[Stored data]

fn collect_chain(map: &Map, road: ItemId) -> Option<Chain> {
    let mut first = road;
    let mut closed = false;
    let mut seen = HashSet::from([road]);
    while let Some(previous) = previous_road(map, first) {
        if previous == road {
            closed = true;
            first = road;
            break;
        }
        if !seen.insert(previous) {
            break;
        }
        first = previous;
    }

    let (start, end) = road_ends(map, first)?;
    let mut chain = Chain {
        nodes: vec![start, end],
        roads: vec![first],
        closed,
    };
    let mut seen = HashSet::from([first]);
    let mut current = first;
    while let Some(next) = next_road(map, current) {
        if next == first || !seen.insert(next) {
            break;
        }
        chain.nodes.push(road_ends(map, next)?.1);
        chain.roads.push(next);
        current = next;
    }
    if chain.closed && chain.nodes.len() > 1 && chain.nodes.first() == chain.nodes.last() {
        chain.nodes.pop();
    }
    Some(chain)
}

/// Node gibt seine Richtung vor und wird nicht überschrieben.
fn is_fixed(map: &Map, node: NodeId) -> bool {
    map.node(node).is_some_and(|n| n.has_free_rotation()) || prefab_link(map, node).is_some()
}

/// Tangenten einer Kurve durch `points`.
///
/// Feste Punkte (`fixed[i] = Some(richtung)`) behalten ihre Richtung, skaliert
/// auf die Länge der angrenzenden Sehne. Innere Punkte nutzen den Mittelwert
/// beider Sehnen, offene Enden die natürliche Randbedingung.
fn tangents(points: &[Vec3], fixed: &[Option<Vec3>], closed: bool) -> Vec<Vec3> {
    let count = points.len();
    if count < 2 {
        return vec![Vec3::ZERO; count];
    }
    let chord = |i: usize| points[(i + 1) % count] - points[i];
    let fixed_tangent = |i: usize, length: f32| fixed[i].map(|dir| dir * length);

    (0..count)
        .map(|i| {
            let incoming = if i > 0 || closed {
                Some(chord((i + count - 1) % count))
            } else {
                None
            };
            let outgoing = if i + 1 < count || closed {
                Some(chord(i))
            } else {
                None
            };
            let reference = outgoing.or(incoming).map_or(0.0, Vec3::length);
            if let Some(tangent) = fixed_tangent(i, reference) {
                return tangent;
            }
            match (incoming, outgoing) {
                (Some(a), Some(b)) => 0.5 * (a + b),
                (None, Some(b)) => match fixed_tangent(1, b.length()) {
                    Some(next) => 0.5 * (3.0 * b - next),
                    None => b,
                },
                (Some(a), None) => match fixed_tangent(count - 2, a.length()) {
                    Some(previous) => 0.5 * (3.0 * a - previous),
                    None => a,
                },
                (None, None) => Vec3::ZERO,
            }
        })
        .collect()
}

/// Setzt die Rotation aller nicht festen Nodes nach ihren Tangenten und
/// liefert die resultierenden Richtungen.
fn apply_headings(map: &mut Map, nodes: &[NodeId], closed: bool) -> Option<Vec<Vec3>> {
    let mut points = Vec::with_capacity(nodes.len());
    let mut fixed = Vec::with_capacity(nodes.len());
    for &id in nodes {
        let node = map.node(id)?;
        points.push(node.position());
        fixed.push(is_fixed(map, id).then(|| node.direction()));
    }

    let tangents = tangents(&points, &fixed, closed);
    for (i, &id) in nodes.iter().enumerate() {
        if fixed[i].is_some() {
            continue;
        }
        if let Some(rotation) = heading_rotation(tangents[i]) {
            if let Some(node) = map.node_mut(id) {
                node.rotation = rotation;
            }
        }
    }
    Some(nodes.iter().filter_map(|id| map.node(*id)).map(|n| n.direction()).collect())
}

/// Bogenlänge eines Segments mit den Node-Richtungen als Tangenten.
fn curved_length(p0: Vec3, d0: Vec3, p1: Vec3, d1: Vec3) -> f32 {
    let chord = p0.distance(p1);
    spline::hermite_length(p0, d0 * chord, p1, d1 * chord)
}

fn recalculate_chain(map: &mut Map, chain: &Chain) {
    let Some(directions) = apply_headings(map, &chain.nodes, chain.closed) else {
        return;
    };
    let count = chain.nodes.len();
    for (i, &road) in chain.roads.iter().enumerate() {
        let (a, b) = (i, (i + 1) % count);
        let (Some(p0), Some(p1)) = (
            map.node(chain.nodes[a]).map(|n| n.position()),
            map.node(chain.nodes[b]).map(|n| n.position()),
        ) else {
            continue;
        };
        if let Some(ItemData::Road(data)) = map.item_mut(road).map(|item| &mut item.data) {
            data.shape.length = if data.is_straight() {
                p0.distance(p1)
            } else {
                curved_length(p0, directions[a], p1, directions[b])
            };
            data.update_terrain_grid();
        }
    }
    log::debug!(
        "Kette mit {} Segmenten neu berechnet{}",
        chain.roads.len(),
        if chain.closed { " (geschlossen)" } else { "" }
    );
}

---

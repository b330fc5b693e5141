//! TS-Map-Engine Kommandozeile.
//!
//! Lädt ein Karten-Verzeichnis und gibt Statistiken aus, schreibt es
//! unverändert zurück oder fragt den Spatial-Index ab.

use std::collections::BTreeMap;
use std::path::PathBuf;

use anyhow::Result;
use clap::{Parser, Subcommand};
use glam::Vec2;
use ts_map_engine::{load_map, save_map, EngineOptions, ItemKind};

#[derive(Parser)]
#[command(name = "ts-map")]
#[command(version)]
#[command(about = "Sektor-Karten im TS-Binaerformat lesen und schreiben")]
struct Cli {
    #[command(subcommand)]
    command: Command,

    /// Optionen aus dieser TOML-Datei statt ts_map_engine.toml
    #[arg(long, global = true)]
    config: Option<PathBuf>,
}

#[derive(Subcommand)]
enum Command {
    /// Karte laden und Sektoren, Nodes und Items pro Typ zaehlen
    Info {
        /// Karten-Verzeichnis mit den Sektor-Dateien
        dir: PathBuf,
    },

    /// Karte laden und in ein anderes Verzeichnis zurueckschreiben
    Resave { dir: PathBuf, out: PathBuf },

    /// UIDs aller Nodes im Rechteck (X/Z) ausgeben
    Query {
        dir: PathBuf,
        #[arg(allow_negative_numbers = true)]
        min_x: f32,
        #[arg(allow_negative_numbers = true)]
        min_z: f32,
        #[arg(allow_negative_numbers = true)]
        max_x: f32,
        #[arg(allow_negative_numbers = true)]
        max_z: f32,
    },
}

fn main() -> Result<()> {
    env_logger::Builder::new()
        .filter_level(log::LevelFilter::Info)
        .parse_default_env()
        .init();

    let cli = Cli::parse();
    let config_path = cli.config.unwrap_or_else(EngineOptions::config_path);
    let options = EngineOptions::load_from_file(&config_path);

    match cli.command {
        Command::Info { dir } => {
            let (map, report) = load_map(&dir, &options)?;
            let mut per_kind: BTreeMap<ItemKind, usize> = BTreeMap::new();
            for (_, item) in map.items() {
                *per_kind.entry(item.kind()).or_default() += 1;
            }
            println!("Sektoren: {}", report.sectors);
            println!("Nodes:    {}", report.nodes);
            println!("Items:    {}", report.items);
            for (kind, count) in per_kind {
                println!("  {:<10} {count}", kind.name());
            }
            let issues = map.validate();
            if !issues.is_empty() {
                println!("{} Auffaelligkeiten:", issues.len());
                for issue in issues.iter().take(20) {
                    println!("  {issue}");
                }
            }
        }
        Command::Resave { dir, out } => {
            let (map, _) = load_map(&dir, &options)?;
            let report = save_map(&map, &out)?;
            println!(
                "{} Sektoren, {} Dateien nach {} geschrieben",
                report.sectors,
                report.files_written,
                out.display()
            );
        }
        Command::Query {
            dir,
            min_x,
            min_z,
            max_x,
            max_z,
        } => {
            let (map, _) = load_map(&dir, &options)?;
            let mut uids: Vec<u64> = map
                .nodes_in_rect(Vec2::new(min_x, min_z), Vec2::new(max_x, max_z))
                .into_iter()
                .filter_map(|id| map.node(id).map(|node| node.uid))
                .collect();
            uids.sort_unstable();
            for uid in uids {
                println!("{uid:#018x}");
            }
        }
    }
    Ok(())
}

==

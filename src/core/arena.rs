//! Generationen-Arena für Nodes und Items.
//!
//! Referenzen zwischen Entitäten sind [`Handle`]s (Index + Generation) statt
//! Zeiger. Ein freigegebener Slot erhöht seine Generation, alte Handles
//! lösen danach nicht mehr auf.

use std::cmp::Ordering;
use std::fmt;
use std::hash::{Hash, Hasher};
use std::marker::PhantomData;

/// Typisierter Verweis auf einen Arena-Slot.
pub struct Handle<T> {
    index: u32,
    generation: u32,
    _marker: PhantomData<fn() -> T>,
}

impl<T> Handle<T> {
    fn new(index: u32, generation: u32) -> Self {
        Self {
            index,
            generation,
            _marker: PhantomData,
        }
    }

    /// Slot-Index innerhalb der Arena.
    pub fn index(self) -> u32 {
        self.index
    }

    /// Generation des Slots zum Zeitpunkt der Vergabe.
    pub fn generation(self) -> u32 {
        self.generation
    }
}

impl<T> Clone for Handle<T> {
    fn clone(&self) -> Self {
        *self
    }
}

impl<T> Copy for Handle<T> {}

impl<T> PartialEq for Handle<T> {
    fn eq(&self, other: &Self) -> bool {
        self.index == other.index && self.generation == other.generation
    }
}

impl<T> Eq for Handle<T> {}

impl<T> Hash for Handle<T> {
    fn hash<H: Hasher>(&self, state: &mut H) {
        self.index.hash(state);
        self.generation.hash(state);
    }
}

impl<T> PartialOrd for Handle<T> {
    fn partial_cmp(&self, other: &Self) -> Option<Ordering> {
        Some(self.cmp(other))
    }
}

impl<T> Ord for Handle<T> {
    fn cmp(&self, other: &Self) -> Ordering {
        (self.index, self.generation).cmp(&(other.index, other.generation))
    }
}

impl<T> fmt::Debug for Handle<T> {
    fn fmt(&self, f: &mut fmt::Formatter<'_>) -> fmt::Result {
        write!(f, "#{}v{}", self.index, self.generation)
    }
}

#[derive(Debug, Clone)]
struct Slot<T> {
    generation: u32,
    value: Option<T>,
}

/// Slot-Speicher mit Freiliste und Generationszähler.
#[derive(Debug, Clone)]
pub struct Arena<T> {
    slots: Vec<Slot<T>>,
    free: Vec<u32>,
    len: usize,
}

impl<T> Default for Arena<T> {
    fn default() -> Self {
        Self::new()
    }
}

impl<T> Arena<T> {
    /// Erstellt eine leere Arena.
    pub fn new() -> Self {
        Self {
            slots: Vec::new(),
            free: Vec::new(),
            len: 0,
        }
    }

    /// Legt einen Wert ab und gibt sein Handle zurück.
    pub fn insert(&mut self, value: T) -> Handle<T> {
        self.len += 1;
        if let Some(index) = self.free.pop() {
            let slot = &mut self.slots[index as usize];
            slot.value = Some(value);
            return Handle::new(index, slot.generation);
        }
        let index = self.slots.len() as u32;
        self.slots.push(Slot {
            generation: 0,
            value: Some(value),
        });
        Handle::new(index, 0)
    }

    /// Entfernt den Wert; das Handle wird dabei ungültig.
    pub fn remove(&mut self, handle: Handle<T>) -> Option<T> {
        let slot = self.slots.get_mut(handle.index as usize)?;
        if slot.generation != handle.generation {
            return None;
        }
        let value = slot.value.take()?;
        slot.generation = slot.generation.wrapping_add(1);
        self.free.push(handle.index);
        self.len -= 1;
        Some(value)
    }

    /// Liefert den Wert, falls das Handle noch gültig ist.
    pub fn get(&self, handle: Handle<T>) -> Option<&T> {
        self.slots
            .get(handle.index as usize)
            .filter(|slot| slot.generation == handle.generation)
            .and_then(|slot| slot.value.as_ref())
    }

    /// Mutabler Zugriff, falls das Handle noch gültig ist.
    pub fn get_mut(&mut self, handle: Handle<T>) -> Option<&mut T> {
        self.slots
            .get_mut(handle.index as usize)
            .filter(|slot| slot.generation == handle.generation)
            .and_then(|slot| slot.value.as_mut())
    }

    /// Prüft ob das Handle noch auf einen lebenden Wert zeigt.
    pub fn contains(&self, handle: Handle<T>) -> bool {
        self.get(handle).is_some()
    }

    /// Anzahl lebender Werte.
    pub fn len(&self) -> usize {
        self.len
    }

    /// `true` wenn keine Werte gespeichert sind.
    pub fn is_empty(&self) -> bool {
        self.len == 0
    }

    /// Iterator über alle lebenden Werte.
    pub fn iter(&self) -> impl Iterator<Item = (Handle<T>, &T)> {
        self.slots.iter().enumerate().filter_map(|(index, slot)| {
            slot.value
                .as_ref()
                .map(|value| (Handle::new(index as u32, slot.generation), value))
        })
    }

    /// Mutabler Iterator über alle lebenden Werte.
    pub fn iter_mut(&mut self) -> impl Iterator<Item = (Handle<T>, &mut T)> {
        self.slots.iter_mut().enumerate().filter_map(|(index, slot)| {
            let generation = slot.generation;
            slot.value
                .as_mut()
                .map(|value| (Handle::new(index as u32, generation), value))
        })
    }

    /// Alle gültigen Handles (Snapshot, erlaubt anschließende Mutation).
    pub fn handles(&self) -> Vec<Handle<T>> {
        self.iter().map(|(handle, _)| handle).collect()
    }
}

:: WHAT THE TASK ASKS ::
In the records above, find every line with the word "chord" and copy it.

:: OUTPUT FOR THIS EXERCISE ::
    let chord = |i: usize| points[(i + 1) % count] - points[i];
                Some(chord((i + count - 1) % count))
                Some(chord(i))
    let chord = p0.distance(p1);
    spline::hermite_length(p0, d0 * chord, p1, d1 * chord)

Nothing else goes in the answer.